Apple has the data on both how many people are still on iOS 14, and currently, that stands at 26 percent when looking at devices introduced in the last four years, and 30 percent for all iOS devices.
That’s a lot of devices that that Apple is leaving out in the cold, without security updates, which isn’t good.
At this point, I’m unclear if Apple has communicated to iOS 14 users that there are no more updates coming for them. After making a deal of continuing to support iOS 14, I think it’s only far the company officially announced that that support is over.
I think that it’s fine for Apple to set its own timescales for updates but keeping them opaque is not useful.
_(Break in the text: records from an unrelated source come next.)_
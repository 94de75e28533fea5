use std::time::Duration;

use futures::stream::{FuturesUnordered, StreamExt};
use rand::{Rng, seq::SliceRandom};
use tokio::{task::JoinHandle, time::Instant};
use tokio_util::sync::CancellationToken;
use tracing::{debug, warn};

use super::{
  types::{ResolutionOutcome, ResolutionRequest, Source},
  walker::ChainWalker,
};
use crate::{configs::ResolverConfig, transport::TransportError};

#[derive(Debug, Clone, Copy)]
pub struct RaceSettings {
  pub concurrency: usize,
  pub stagger_min: Duration,
  pub stagger_max: Duration,
}

impl From<&ResolverConfig> for RaceSettings {
  fn from(config: &ResolverConfig) -> Self {
    Self {
      concurrency: config.concurrency.max(1),
      stagger_min: Duration::from_millis(config.stagger_min_ms),
      stagger_max: Duration::from_millis(config.stagger_max_ms.max(config.stagger_min_ms)),
    }
  }
}

/// Races chain walkers over a shuffled source list with a bounded pool.
///
/// The first `Found` or `Unavailable` wins: the shared token is cancelled,
/// every walker still running is aborted and its result is never read.
#[derive(Clone)]
pub struct RaceScheduler {
  walker: ChainWalker,
  settings: RaceSettings,
}

impl RaceScheduler {
  pub fn new(walker: ChainWalker, settings: RaceSettings) -> Self {
    Self { walker, settings }
  }

  pub fn walker(&self) -> &ChainWalker {
    &self.walker
  }

  pub async fn resolve(&self, request: &ResolutionRequest, sources: &[Source]) -> ResolutionOutcome {
    let mut queue = sources.to_vec();
    queue.shuffle(&mut rand::thread_rng());
    self.race(request, queue).await
  }

  /// Runs the race over `queue` in the given order.
  pub async fn race(&self, request: &ResolutionRequest, queue: Vec<Source>) -> ResolutionOutcome {
    let cancel = CancellationToken::new();
    let mut pending = queue.into_iter();
    let mut running: FuturesUnordered<JoinHandle<ResolutionOutcome>> = FuturesUnordered::new();
    let mut handles = Vec::new();
    let mut next_launch = Instant::now();

    let outcome = loop {
      let can_launch = running.len() < self.settings.concurrency && pending.len() > 0;
      if !can_launch && running.is_empty() {
        break ResolutionOutcome::NotFound;
      }

      tokio::select! {
        _ = tokio::time::sleep_until(next_launch), if can_launch => {
          let Some(source) = pending.next() else { continue };
          let handle = self.spawn_walker(request, source, cancel.child_token());
          handles.push(handle.abort_handle());
          running.push(handle);
          next_launch = Instant::now() + self.jitter();
        }
        Some(joined) = running.next(), if !running.is_empty() => {
          let result = joined.unwrap_or_else(|e| {
            warn!("Walker task failed: {}", e);
            ResolutionOutcome::TransportError {
              detail: TransportError::Network(e.to_string()),
            }
          });
          if result.is_decisive() {
            break result;
          }
          debug!("Walker finished with {}, freeing slot", result.label());
        }
      }
    };

    cancel.cancel();
    for handle in handles {
      handle.abort();
    }
    outcome
  }

  fn spawn_walker(
    &self,
    request: &ResolutionRequest,
    source: Source,
    cancel: CancellationToken,
  ) -> JoinHandle<ResolutionOutcome> {
    let walker = self.walker.clone();
    let start_url = source.origin_url(request);
    debug!("Launching walker for {} at {}", source.identity, start_url);
    tokio::spawn(async move { walker.walk(&start_url, &source, &cancel).await })
  }

  fn jitter(&self) -> Duration {
    let (min, max) = (self.settings.stagger_min, self.settings.stagger_max);
    if max <= min {
      return min;
    }
    rand::thread_rng().gen_range(min..=max)
  }
}
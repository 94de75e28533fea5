use std::collections::BTreeMap;

use serde::{Deserialize, Serialize};

use crate::common::types::AnyResult;

#[derive(Debug, Deserialize, Serialize, Clone)]
#[serde(default)]
pub struct TransportConfig {
  pub attempt_timeout_ms: u64,
  /// Whether the direct attempt is made before the relays.
  pub direct: bool,
  pub user_agent: Option<String>,
  /// Extra or replacement request headers sent on every hop.
  pub headers: BTreeMap<String, String>,
  pub relays: Vec<RelayConfig>,
}

impl Default for TransportConfig {
  fn default() -> Self {
    Self {
      attempt_timeout_ms: 5_000,
      direct: true,
      user_agent: None,
      headers: BTreeMap::new(),
      relays: Vec::new(),
    }
  }
}

impl TransportConfig {
  pub fn validate(&self) -> AnyResult<()> {
    if self.attempt_timeout_ms == 0 {
      return Err("transport.attempt_timeout_ms must be at least 1".into());
    }
    if !self.direct && self.relays.is_empty() {
      return Err("transport.direct is off and no relays are configured".into());
    }
    Ok(())
  }
}

/// One relay endpoint, tried in list order after the direct attempt.
#[derive(Debug, Deserialize, Serialize, Clone, PartialEq)]
pub struct RelayConfig {
  pub name: String,
  pub endpoint: String,
  #[serde(default)]
  pub request: RelayRequest,
  #[serde(default)]
  pub response: RelayResponse,
}

/// How the target URL is handed to the relay.
#[derive(Debug, Deserialize, Serialize, Clone, Copy, PartialEq, Eq, Default)]
#[serde(rename_all = "snake_case")]
pub enum RelayRequest {
  /// `GET {endpoint}{target}`
  #[default]
  Concat,
  /// `GET {endpoint}{percent-encoded target}`
  PercentEncoded,
  /// `POST {endpoint}` with `{"targetUrl": .., "headers": {..}}`
  JsonPost,
}

/// How the relay's answer maps back onto a page response.
#[derive(Debug, Deserialize, Serialize, Clone, PartialEq, Eq, Default)]
#[serde(tag = "kind", rename_all = "snake_case")]
pub enum RelayResponse {
  /// The relay body is the page body.
  #[default]
  Raw,
  /// The page is wrapped in a JSON envelope. Field names may be dotted paths.
  Json {
    body_field: String,
    #[serde(default)]
    status_field: Option<String>,
    #[serde(default)]
    headers_field: Option<String>,
    #[serde(default = "default_error_field")]
    error_field: Option<String>,
  },
}

fn default_error_field() -> Option<String> {
  Some("error".to_string())
}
Apple has a much clearer update timeline for macOS (roughly the last two versions see updates), and perhaps it’s time for Apple to make the iOS update timeline clearer.
My advice to anyone on iOS 14 is to make tracks to update to iOS 15. Security bugs will pile up rapidly from this point, and that’s not really what you want to happen to a device that holds as much sensitive information as a smartphone does.